**Task description:** Provide the number of lines below that include "chooses", without any other words.

(Stored records)

==================================================

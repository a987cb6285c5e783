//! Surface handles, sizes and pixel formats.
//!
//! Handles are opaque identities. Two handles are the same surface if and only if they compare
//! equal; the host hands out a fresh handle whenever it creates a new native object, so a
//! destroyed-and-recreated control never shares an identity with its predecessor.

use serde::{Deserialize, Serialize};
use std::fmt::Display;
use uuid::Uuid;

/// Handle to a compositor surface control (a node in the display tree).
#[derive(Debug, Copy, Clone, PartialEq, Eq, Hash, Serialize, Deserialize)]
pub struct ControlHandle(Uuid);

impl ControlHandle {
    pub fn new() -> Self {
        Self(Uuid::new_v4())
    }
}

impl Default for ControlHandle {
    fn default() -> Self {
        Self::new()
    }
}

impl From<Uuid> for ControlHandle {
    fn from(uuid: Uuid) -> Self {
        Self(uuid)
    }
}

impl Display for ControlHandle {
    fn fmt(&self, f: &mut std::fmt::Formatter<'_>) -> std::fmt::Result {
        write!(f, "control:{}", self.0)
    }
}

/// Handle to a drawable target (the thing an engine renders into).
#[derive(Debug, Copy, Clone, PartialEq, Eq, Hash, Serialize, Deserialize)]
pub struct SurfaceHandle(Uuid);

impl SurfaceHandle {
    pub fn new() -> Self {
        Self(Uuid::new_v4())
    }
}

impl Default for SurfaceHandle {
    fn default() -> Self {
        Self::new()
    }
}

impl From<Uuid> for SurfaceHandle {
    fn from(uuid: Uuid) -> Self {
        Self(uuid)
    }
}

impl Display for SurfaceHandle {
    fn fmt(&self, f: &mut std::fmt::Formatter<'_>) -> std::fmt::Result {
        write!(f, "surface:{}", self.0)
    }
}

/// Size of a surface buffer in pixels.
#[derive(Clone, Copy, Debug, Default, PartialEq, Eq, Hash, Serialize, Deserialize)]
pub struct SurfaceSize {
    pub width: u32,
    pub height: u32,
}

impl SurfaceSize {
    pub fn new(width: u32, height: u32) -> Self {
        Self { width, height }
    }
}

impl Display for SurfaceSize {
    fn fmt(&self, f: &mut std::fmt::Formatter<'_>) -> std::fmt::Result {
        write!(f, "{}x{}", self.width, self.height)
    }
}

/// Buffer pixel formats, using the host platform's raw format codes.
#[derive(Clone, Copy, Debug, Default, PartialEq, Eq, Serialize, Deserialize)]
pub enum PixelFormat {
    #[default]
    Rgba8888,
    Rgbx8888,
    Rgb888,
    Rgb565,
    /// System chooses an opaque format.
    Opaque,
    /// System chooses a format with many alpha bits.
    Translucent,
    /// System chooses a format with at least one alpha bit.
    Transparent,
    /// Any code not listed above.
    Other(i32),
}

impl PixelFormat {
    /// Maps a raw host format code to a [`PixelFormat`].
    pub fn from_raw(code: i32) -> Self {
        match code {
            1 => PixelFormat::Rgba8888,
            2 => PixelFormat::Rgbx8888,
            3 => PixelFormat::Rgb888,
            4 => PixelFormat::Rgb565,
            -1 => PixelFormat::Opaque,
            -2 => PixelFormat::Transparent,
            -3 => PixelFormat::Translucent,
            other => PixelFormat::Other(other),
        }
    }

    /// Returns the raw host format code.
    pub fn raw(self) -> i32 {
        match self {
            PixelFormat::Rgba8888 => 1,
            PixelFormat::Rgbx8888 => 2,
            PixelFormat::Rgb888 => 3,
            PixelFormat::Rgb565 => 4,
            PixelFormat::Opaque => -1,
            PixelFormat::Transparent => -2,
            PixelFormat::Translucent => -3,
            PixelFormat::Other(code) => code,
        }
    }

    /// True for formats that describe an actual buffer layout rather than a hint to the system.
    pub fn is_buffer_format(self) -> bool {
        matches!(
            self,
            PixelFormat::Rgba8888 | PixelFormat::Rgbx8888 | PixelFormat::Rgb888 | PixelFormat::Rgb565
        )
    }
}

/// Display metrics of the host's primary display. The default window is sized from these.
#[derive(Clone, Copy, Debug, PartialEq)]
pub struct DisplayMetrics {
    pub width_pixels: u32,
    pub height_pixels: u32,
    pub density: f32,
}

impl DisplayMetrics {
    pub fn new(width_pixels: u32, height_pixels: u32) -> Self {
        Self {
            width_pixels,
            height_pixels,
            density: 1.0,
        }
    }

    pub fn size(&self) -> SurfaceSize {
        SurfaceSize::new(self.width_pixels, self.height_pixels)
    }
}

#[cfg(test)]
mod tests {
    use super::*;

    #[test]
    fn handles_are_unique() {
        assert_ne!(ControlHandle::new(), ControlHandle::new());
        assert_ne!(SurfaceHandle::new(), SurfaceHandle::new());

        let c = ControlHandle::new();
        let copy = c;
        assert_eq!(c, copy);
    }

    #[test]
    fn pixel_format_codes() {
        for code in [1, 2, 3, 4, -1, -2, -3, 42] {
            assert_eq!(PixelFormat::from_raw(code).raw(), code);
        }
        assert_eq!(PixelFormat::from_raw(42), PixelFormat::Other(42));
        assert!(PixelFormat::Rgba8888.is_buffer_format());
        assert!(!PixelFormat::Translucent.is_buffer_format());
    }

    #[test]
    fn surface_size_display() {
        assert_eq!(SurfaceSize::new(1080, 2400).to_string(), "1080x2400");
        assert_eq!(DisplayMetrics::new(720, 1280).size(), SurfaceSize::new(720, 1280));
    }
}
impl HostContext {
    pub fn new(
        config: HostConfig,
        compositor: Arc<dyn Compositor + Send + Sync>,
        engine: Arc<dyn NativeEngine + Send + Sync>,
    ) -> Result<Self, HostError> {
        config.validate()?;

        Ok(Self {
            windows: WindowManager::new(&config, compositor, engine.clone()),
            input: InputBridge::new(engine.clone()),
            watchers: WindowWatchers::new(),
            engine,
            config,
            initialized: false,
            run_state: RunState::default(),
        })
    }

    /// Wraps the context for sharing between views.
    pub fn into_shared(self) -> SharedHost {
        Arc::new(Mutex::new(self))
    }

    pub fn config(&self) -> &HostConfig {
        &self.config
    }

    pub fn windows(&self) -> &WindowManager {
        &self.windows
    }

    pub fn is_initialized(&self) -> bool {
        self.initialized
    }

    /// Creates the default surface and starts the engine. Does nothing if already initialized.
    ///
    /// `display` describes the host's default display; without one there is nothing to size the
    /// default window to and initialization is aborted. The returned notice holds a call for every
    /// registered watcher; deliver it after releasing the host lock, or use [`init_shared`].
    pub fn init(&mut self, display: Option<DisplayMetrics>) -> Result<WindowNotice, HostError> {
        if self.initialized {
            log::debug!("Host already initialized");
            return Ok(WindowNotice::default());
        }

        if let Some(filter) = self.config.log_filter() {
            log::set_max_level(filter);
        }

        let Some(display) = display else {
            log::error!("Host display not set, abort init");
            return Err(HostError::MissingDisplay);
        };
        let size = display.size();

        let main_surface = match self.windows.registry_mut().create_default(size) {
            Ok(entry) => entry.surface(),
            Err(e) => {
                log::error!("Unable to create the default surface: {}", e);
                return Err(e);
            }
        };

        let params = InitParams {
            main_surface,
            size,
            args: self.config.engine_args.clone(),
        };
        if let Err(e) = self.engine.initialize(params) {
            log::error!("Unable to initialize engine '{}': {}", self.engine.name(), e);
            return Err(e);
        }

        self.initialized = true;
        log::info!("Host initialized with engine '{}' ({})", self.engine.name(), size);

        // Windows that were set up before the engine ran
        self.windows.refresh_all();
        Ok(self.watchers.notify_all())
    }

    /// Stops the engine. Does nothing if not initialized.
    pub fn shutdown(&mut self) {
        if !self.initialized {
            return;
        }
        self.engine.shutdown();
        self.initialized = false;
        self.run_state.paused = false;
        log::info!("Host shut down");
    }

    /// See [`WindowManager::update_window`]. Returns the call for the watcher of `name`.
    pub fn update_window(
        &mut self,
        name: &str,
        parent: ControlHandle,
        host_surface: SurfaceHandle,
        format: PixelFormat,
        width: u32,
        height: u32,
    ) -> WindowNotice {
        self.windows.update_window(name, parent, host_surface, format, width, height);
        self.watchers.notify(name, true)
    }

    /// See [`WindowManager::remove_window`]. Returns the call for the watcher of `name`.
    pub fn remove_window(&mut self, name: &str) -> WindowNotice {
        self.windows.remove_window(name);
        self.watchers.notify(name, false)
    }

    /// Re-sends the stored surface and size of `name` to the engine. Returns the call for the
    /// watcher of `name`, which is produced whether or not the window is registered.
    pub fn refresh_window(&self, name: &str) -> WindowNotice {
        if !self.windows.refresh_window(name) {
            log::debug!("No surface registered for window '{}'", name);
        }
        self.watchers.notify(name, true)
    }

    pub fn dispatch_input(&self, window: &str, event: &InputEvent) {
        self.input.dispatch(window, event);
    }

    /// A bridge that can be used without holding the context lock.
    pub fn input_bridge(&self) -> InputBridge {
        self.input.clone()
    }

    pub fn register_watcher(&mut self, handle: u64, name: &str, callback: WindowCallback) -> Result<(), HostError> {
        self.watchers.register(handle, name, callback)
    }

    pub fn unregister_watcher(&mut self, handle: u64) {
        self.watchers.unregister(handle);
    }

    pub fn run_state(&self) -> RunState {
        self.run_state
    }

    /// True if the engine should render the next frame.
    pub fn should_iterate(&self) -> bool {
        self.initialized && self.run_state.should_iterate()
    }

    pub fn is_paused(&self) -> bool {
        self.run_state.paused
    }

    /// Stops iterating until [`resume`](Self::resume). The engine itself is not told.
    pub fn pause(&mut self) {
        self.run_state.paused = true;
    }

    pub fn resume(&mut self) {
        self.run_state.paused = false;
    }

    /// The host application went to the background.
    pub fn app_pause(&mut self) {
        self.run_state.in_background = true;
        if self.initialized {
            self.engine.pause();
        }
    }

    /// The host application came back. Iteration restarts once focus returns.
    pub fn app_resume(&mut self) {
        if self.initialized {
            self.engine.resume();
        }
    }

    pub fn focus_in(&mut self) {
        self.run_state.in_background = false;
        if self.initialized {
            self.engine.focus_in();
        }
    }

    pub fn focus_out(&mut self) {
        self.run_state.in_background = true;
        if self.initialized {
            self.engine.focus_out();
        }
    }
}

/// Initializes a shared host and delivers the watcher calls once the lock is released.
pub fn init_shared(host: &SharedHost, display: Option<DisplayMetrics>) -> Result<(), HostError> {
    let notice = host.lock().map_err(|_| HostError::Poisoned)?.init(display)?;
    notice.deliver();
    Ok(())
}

==================================================

**Exercise solution:** 3